HDMI: Learning Interactive Humanoid Whole-Body Control from Human Videos
Haoyang Weng, Yitang Li, Nikhil Sobanbabu, Zihan Wang, Zhengyi Luo, Tairan He, Deva Ramanan, Guanya Shi
TL;DR
HDMI tackles the challenge of learning robust, interactive whole-body humanoid-object skills from monocular RGB videos by converting videos into structured reference trajectories and training a robot–object co-tracking policy. It introduces a unified object representation, a residual action space, and a unified interaction reward to enable generalization across diverse objects and stable contact during interaction. The approach demonstrates strong sim-to-real transfer on a Unitree G1, achieving 67 consecutive door traversals and multiple loco-manipulation tasks in the real world, plus extensive tasks in simulation.

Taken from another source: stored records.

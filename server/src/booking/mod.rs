//! Reservation lifecycle and checkout, both built on the inventory ledger.

use serde::Serialize;

use crate::models::Reservation;

pub mod checkout;
pub mod lifecycle;

pub use checkout::{checkout, CheckoutReceipt, CheckoutRequest};
pub use lifecycle::{
    cancel_reservation, create_reservation, destroy_reservation, get_reservation,
    list_reservations, update_reservation,
};

/// A reservation together with the event balance it left behind.
#[derive(Debug, Clone, Serialize)]
pub struct LedgerOutcome {
    pub reservation: Reservation,
    pub available_tickets: Option<i32>,
}
//! Persistence seam.
//!
//! Reads that do not touch the ledger go straight through [`TicketStore`].
//! Anything that moves tickets runs inside a [`StoreTx`]: the rows it locks stay
//! locked until [`StoreTx::commit`], and dropping the transaction without
//! committing discards every staged change.

use async_trait::async_trait;
use uuid::Uuid;

use crate::models::{Event, Reservation, User};
use crate::utils::error::AppError;

pub mod memory;
pub mod postgres;

pub use memory::MemoryStore;
pub use postgres::PgStore;

#[async_trait]
pub trait TicketStore: Send + Sync {
    async fn begin(&self) -> Result<Box<dyn StoreTx>, AppError>;

    async fn insert_event(&self, event: &Event) -> Result<(), AppError>;
    async fn list_events(&self) -> Result<Vec<Event>, AppError>;
    async fn get_event(&self, id: Uuid) -> Result<Option<Event>, AppError>;

    async fn get_reservation(&self, id: Uuid) -> Result<Option<Reservation>, AppError>;
    /// Non-canceled reservations held by `user_id`, newest first.
    async fn list_active_reservations(&self, user_id: Uuid) -> Result<Vec<Reservation>, AppError>;

    /// Fails with a validation error when the username is taken.
    async fn insert_user(&self, user: &User, token: &str) -> Result<(), AppError>;
    /// Binds another token to an existing user. Fails with a validation error
    /// when the token is already issued.
    async fn add_token(&self, user_id: Uuid, token: &str) -> Result<(), AppError>;
    /// Drops every token of `user_id` except `keep`.
    async fn revoke_other_tokens(&self, user_id: Uuid, keep: &str) -> Result<(), AppError>;
    async fn find_user_by_token(&self, token: &str) -> Result<Option<User>, AppError>;
    async fn find_user_by_username(&self, username: &str) -> Result<Option<User>, AppError>;
}

#[async_trait]
pub trait StoreTx: Send {
    /// Loads the event and holds its row lock until the transaction ends.
    async fn lock_event(&mut self, id: Uuid) -> Result<Option<Event>, AppError>;
    async fn set_available_tickets(&mut self, event_id: Uuid, available: i32)
        -> Result<(), AppError>;

    /// Loads the reservation and holds its row lock until the transaction ends.
    async fn lock_reservation(&mut self, id: Uuid) -> Result<Option<Reservation>, AppError>;
    async fn insert_reservation(&mut self, reservation: &Reservation) -> Result<(), AppError>;
    async fn update_reservation(&mut self, reservation: &Reservation) -> Result<(), AppError>;
    async fn delete_reservation(&mut self, id: Uuid) -> Result<(), AppError>;

    async fn commit(self: Box<Self>) -> Result<(), AppError>;
}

Overall, HDMI provides a scalable, general framework for acquiring interactive humanoid skills directly from human videos, advancing the feasibility of autonomous HOI in real-world settings.
Abstract
Enabling robust whole-body humanoid-object interaction (HOI) remains challenging due to motion data scarcity and the contact-rich nature. We present HDMI (HumanoiD iMitation for Interaction), a simple and general framework that learns whole-body humanoid-object interaction skills directly from monocular RGB videos. Our pipeline (i) extracts and retargets human and object trajectories from unconstrained videos to build structured motion datasets, (ii) trains a reinforcement learning (RL) policy to co-track robot and object states with three key designs: a unified object representation, a residual action space, and a general interaction reward, and (iii) zero-shot deploys the RL policies on real humanoid robots. Extensive sim-to-real experiments on a Unitree G1 humanoid demonstrate the robustness and generality of our approach: HDMI achieves 67 consecutive door traversals and successfully performs 6 distinct loco-manipulation tasks in the real world and 14 tasks in simulation. Our results establish HDMI as a simple and general framework for acquiring interactive humanoid skills from human videos.